Exercise —
The complete listing should be restated exactly.
※
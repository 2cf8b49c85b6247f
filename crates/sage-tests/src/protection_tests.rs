//! Admission pipeline behavior observed from the client side.
//!
//! Every rejection here must look the same to the peer: the connection
//! closes with no frame ever sent.

use crate::harness::*;
use sage_protocol::SolutionPayload;
use std::time::Duration;

#[tokio::test]
async fn test_denylisted_ip_closed_without_frame() {
    let server = TestServer::start(|config| {
        config.protection.ip_denylist = vec!["127.0.0.1".parse().unwrap()];
    })
    .await;

    let mut conn = server.connect_raw().await;
    assert!(recv_payload(&mut conn).await.is_none());

    server.stop().await.unwrap();
}

#[tokio::test]
async fn test_allowlist_admits_only_listed() {
    // 127.0.0.1 is not on the allow-list, so every local dial is rejected
    let server = TestServer::start(|config| {
        config.protection.ip_allowlist = vec!["10.11.12.13".parse().unwrap()];
    })
    .await;

    let mut conn = server.connect_raw().await;
    assert!(recv_payload(&mut conn).await.is_none());

    server.stop().await.unwrap();
}

#[tokio::test]
async fn test_flood_bucket_rejects_burst() {
    let server = TestServer::start(|config| {
        config.protection.flood_bucket_size = 2;
        config.protection.flood_fill_rate = 0.1;
    })
    .await;

    let mut first = server.connect_raw().await;
    let _ = recv_challenge(&mut first).await;
    let mut second = server.connect_raw().await;
    let _ = recv_challenge(&mut second).await;

    // The bucket is empty and refills far too slowly for this test
    let mut flooded = server.connect_raw().await;
    assert!(recv_payload(&mut flooded).await.is_none());

    server.stop().await.unwrap();
}

#[tokio::test]
async fn test_global_cap_closes_excess_connections() {
    let server = TestServer::start(|config| {
        config.max_connections = 2;
    })
    .await;

    let mut first = server.connect_raw().await;
    let _ = recv_challenge(&mut first).await;
    let mut second = server.connect_raw().await;
    let _ = recv_challenge(&mut second).await;

    let mut excess = server.connect_raw().await;
    assert!(recv_payload(&mut excess).await.is_none());

    server.stop().await.unwrap();
}

#[tokio::test]
async fn test_slow_reader_disconnected() {
    let server = TestServer::start(|config| {
        // No loopback client can sustain this rate
        config.protection.min_read_rate = 1_000_000_000;
    })
    .await;
    let client_ip = "127.0.0.1".parse().unwrap();

    let mut conn = server.connect_raw().await;
    let challenge = recv_challenge(&mut conn).await;

    // Give the guard a measurable window, then answer: the solution frame
    // arrives at a rate far below the minimum
    tokio::time::sleep(Duration::from_millis(200)).await;
    send_solution(
        &mut conn,
        SolutionPayload {
            prefix: challenge.prefix,
            solution: "1".to_string(),
            nonce: challenge.nonce,
        },
    )
    .await;

    // The server tears the connection down without a verdict frame
    assert!(recv_payload(&mut conn).await.is_none());

    // Slow reads are an I/O failure, so they count against the peer
    let admission = server.admission.clone();
    assert!(
        wait_for(Duration::from_secs(2), || {
            admission.failure_count(client_ip) == 1
        })
        .await
    );

    server.stop().await.unwrap();
}
//! sage quote service daemon.

use anyhow::Result;
use clap::Parser;
use sage_server::{GateServer, QuoteBook};
use std::path::PathBuf;
use std::sync::Arc;
use tracing::{info, Level};
use tracing_subscriber::FmtSubscriber;

mod config;

use config::NodeConfig;

/// PoW-gated quote service.
#[derive(Parser, Debug)]
#[command(name = "sage-node")]
#[command(author, version, about, long_about = None)]
pub struct Args {
    /// Path to configuration file
    #[arg(short, long, default_value = "sage.toml")]
    config: PathBuf,

    /// Listen address (overrides the config file)
    #[arg(short, long)]
    bind: Option<String>,

    /// Global connection cap (overrides the config file)
    #[arg(long)]
    max_connections: Option<usize>,

    /// Base PoW difficulty (overrides the config file)
    #[arg(long)]
    difficulty: Option<u8>,

    /// Log level
    #[arg(long, default_value = "info")]
    log_level: String,
}

#[tokio::main]
async fn main() -> Result<()> {
    let args = Args::parse();

    init_logging(&args.log_level)?;

    info!("starting sage-node v{}", env!("CARGO_PKG_VERSION"));

    let config = NodeConfig::load(&args.config, &args)?;
    let server_config = config.server_config()?;

    info!(
        bind = %server_config.bind_addr,
        max_connections = server_config.max_connections,
        difficulty = server_config.initial_difficulty,
        "configuration loaded"
    );

    let server = GateServer::bind(server_config, Arc::new(QuoteBook::new())).await?;
    let shutdown = server.shutdown_token();

    tokio::spawn(async move {
        tokio::signal::ctrl_c().await.ok();
        info!("shutdown signal received");
        shutdown.cancel();
    });

    server.run().await?;
    info!("sage-node stopped");

    Ok(())
}

fn init_logging(level: &str) -> Result<()> {
    let log_level = match level.to_lowercase().as_str() {
        "trace" => Level::TRACE,
        "debug" => Level::DEBUG,
        "info" => Level::INFO,
        "warn" => Level::WARN,
        "error" => Level::ERROR,
        _ => Level::INFO,
    };

    let subscriber = FmtSubscriber::builder()
        .with_max_level(log_level)
        .with_target(true)
        .finish();

    tracing::subscriber::set_global_default(subscriber)?;
    Ok(())
}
※
Output of the task —
repository 2cf8b49c85b6247f
filename crates/sage-tests/src/protection_tests.rs
//! Admission pipeline behavior observed from the client side.
//!
//! Every rejection here must look the same to the peer: the connection
//! closes with no frame ever sent.

use crate::harness::*;
use sage_protocol::SolutionPayload;
use std::time::Duration;

#[tokio::test]
async fn test_denylisted_ip_closed_without_frame() {
    let server = TestServer::start(|config| {
        config.protection.ip_denylist = vec!["127.0.0.1".parse().unwrap()];
    })
    .await;

    let mut conn = server.connect_raw().await;
    assert!(recv_payload(&mut conn).await.is_none());

    server.stop().await.unwrap();
}

#[tokio::test]
async fn test_allowlist_admits_only_listed() {
    // 127.0.0.1 is not on the allow-list, so every local dial is rejected
    let server = TestServer::start(|config| {
        config.protection.ip_allowlist = vec!["10.11.12.13".parse().unwrap()];
    })
    .await;

    let mut conn = server.connect_raw().await;
    assert!(recv_payload(&mut conn).await.is_none());

    server.stop().await.unwrap();
}

#[tokio::test]
async fn test_flood_bucket_rejects_burst() {
    let server = TestServer::start(|config| {
        config.protection.flood_bucket_size = 2;
        config.protection.flood_fill_rate = 0.1;
    })
    .await;

    let mut first = server.connect_raw().await;
    let _ = recv_challenge(&mut first).await;
    let mut second = server.connect_raw().await;
    let _ = recv_challenge(&mut second).await;

    // The bucket is empty and refills far too slowly for this test
    let mut flooded = server.connect_raw().await;
    assert!(recv_payload(&mut flooded).await.is_none());

    server.stop().await.unwrap();
}

#[tokio::test]
async fn test_global_cap_closes_excess_connections() {
    let server = TestServer::start(|config| {
        config.max_connections = 2;
    })
    .await;

    let mut first = server.connect_raw().await;
    let _ = recv_challenge(&mut first).await;
    let mut second = server.connect_raw().await;
    let _ = recv_challenge(&mut second).await;

    let mut excess = server.connect_raw().await;
    assert!(recv_payload(&mut excess).await.is_none());

    server.stop().await.unwrap();
}

#[tokio::test]
async fn test_slow_reader_disconnected() {
    let server = TestServer::start(|config| {
        // No loopback client can sustain this rate
        config.protection.min_read_rate = 1_000_000_000;
    })
    .await;
    let client_ip = "127.0.0.1".parse().unwrap();

    let mut conn = server.connect_raw().await;
    let challenge = recv_challenge(&mut conn).await;

    // Give the guard a measurable window, then answer: the solution frame
    // arrives at a rate far below the minimum
    tokio::time::sleep(Duration::from_millis(200)).await;
    send_solution(
        &mut conn,
        SolutionPayload {
            prefix: challenge.prefix,
            solution: "1".to_string(),
            nonce: challenge.nonce,
        },
    )
    .await;

    // The server tears the connection down without a verdict frame
    assert!(recv_payload(&mut conn).await.is_none());

    // Slow reads are an I/O failure, so they count against the peer
    let admission = server.admission.clone();
    assert!(
        wait_for(Duration::from_secs(2), || {
            admission.failure_count(client_ip) == 1
        })
        .await
    );

    server.stop().await.unwrap();
}
//! sage quote service daemon.

use anyhow::Result;
use clap::Parser;
use sage_server::{GateServer, QuoteBook};
use std::path::PathBuf;
use std::sync::Arc;
use tracing::{info, Level};
use tracing_subscriber::FmtSubscriber;

mod config;

use config::NodeConfig;

/// PoW-gated quote service.
#[derive(Parser, Debug)]
#[command(name = "sage-node")]
#[command(author, version, about, long_about = None)]
pub struct Args {
    /// Path to configuration file
    #[arg(short, long, default_value = "sage.toml")]
    config: PathBuf,

    /// Listen address (overrides the config file)
    #[arg(short, long)]
    bind: Option<String>,

    /// Global connection cap (overrides the config file)
    #[arg(long)]
    max_connections: Option<usize>,

    /// Base PoW difficulty (overrides the config file)
    #[arg(long)]
    difficulty: Option<u8>,

    /// Log level
    #[arg(long, default_value = "info")]
    log_level: String,
}

#[tokio::main]
async fn main() -> Result<()> {
    let args = Args::parse();

    init_logging(&args.log_level)?;

    info!("starting sage-node v{}", env!("CARGO_PKG_VERSION"));

    let config = NodeConfig::load(&args.config, &args)?;
    let server_config = config.server_config()?;

    info!(
        bind = %server_config.bind_addr,
        max_connections = server_config.max_connections,
        difficulty = server_config.initial_difficulty,
        "configuration loaded"
    );

    let server = GateServer::bind(server_config, Arc::new(QuoteBook::new())).await?;
    let shutdown = server.shutdown_token();

    tokio::spawn(async move {
        tokio::signal::ctrl_c().await.ok();
        info!("shutdown signal received");
        shutdown.cancel();
    });

    server.run().await?;
    info!("sage-node stopped");

    Ok(())
}

fn init_logging(level: &str) -> Result<()> {
    let log_level = match level.to_lowercase().as_str() {
        "trace" => Level::TRACE,
        "debug" => Level::DEBUG,
        "info" => Level::INFO,
        "warn" => Level::WARN,
        "error" => Level::ERROR,
        _ => Level::INFO,
    };

    let subscriber = FmtSubscriber::builder()
        .with_max_level(log_level)
        .with_target(true)
        .finish();

    tracing::subscriber::set_global_default(subscriber)?;
    Ok(())
}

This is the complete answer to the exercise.